Homeownership rates in the United States increased between 1997 and 2004 and by 2007 had declined from 2004 levels. Home prices peaked in 2006 and have since fallen at the national level. According to First American CoreLogic, an increasing number of homeowners are “under water.” Underwater homeowners have negative equity, meaning that they owe more on their mortgages than their homes are worth. The American Housing Survey (AHS) collects longitudinal data on self-reported home values and outstanding principal on mortgages, making it possible to calculate estimates of home equity, underwater status, and loan-to-value ratios at the national level and for individual housing units over time.

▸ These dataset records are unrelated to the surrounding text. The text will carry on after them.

pub mod geometry;
pub mod model;
pub mod opening;
pub mod template;

pub use geometry::*;
pub use model::*;
pub use opening::*;
pub use template::*;
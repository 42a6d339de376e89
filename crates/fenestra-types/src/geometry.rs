use serde::{Deserialize, Serialize};

/// A point in the elevation plane, in millimeters. Y grows downward.
#[derive(Debug, Clone, Copy, PartialEq, Serialize, Deserialize)]
pub struct Point2d {
    pub x: f64,
    pub y: f64,
}

impl Point2d {
    pub const ORIGIN: Self = Self { x: 0.0, y: 0.0 };

    pub fn new(x: f64, y: f64) -> Self {
        Self { x, y }
    }

    pub fn distance_to(&self, other: &Self) -> f64 {
        let dx = self.x - other.x;
        let dy = self.y - other.y;
        (dx * dx + dy * dy).sqrt()
    }

    pub fn midpoint(&self, other: &Self) -> Self {
        Self {
            x: (self.x + other.x) * 0.5,
            y: (self.y + other.y) * 0.5,
        }
    }
}

/// Axis-aligned rectangle anchored at its top-left corner.
///
/// Widths and heights are not clamped: a rectangle computed for an
/// out-of-range model may be empty or inverted, and callers decide what
/// to do with it.
#[derive(Debug, Clone, Copy, PartialEq, Serialize, Deserialize)]
pub struct Rect {
    pub x: f64,
    pub y: f64,
    pub w: f64,
    pub h: f64,
}

impl Rect {
    pub fn new(x: f64, y: f64, w: f64, h: f64) -> Self {
        Self { x, y, w, h }
    }

    /// Rectangle of the given size at the origin.
    pub fn from_size(w: f64, h: f64) -> Self {
        Self { x: 0.0, y: 0.0, w, h }
    }

    pub fn right(&self) -> f64 {
        self.x + self.w
    }

    pub fn bottom(&self) -> f64 {
        self.y + self.h
    }

    pub fn center(&self) -> Point2d {
        Point2d::new(self.x + self.w / 2.0, self.y + self.h / 2.0)
    }

    pub fn area(&self) -> f64 {
        self.w * self.h
    }

    /// Shrink the rectangle by `d` on all four sides.
    pub fn inset(&self, d: f64) -> Self {
        Self {
            x: self.x + d,
            y: self.y + d,
            w: self.w - 2.0 * d,
            h: self.h - 2.0 * d,
        }
    }

    /// Corners in clockwise drawing order starting at the top-left.
    pub fn corners(&self) -> [Point2d; 4] {
        [
            Point2d::new(self.x, self.y),
            Point2d::new(self.right(), self.y),
            Point2d::new(self.right(), self.bottom()),
            Point2d::new(self.x, self.bottom()),
        ]
    }

    /// True when the rectangle has no positive area.
    pub fn is_degenerate(&self) -> bool {
        self.w <= 0.0 || self.h <= 0.0
    }

    /// Component-wise comparison within `tol`.
    pub fn approx_eq(&self, other: &Self, tol: f64) -> bool {
        (self.x - other.x).abs() <= tol
            && (self.y - other.y).abs() <= tol
            && (self.w - other.w).abs() <= tol
            && (self.h - other.h).abs() <= tol
    }
}

/// A four-sided polygon with vertices in drawing order.
#[derive(Debug, Clone, Copy, PartialEq, Serialize, Deserialize)]
pub struct Quad {
    pub points: [Point2d; 4],
}

impl Quad {
    pub fn new(a: Point2d, b: Point2d, c: Point2d, d: Point2d) -> Self {
        Self {
            points: [a, b, c, d],
        }
    }

    /// Unsigned area via the shoelace formula.
    pub fn area(&self) -> f64 {
        let p = &self.points;
        let mut twice = 0.0;
        for i in 0..4 {
            let a = p[i];
            let b = p[(i + 1) % 4];
            twice += a.x * b.y - b.x * a.y;
        }
        (twice / 2.0).abs()
    }
}

#[cfg(test)]
mod tests {
    use super::*;

    #[test]
    fn test_rect_inset() {
        let r = Rect::new(10.0, 20.0, 100.0, 200.0);
        let i = r.inset(5.0);
        assert_eq!(i, Rect::new(15.0, 25.0, 90.0, 190.0));
        assert!(!i.is_degenerate());
    }

    #[test]
    fn test_rect_inset_past_half_is_degenerate() {
        let r = Rect::from_size(50.0, 50.0);
        assert!(r.inset(30.0).is_degenerate());
    }

    #[test]
    fn test_rect_edges_and_center() {
        let r = Rect::new(0.0, 0.0, 400.0, 1000.0);
        assert_eq!(r.right(), 400.0);
        assert_eq!(r.bottom(), 1000.0);
        assert_eq!(r.center(), Point2d::new(200.0, 500.0));
        assert_eq!(r.corners()[2], Point2d::new(400.0, 1000.0));
    }

    #[test]
    fn test_quad_area_of_trapezoid() {
        // Top face of a 100x100 frame with 10mm members.
        let q = Quad::new(
            Point2d::new(0.0, 0.0),
            Point2d::new(100.0, 0.0),
            Point2d::new(90.0, 10.0),
            Point2d::new(10.0, 10.0),
        );
        assert!((q.area() - 900.0).abs() < 1e-9, "area = {}", q.area());
    }

    #[test]
    fn test_point_midpoint() {
        let a = Point2d::new(0.0, 0.0);
        let b = Point2d::new(4.0, 6.0);
        assert_eq!(a.midpoint(&b), Point2d::new(2.0, 3.0));
        assert!((a.distance_to(&b) - 52.0f64.sqrt()).abs() < 1e-12);
    }
}
//! Product rule catalog: the built-in template set and its JSON file form.

pub mod builtin;
pub mod catalog;
pub mod errors;
pub mod load;
pub mod metadata;
pub mod save;

pub use builtin::builtin_templates;
pub use catalog::Catalog;
pub use errors::{LoadError, SaveError};
pub use load::load_catalog;
pub use metadata::CatalogMetadata;
pub use save::{save_catalog, FORMAT_ID, FORMAT_VERSION};
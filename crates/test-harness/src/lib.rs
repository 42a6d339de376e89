//! Test harness for the layout engine.
//!
//! Provides fixtures for building models, verification oracles that check
//! layout invariants without panicking, and text reports for diagnosing a
//! failed check.
//!
//! # Key Components
//!
//! - [`oracle`]: Verification functions returning pass/fail verdicts
//! - [`report`]: Structured text descriptions of an evaluated model
//! - [`helpers`]: Error type and model fixtures
//! - [`assertions`]: Assertion helpers with diagnostics

pub mod assertions;
pub mod helpers;
pub mod oracle;
pub mod report;

pub use helpers::HarnessError;
pub use oracle::OracleVerdict;
pub use report::LayoutReport;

Using data from the 1997–2009 AHS, this study explores national and regional trends in negative equity, housing and mortgage characteristics associated with negative equity, and demographic characteristics of householders with negative equity. In addition, this study examines the persistence of negative equity over time and the relative contributions of home value and mortgage debt to making homes under water. The percentage of underwater mortgages increased in the AHS from 2007 to 2009, but the 2009 percentage was lower than CoreLogic estimates. Negative equity impedes wealth accumulation and decreases spending power, and it can lead to several different outcomes for homeowners. Some homeowners may have limited mobility while they wait for the market to improve. Other homeowners may choose to strategically default on their mortgage because their home will not appreciate enough to make the unit profitable.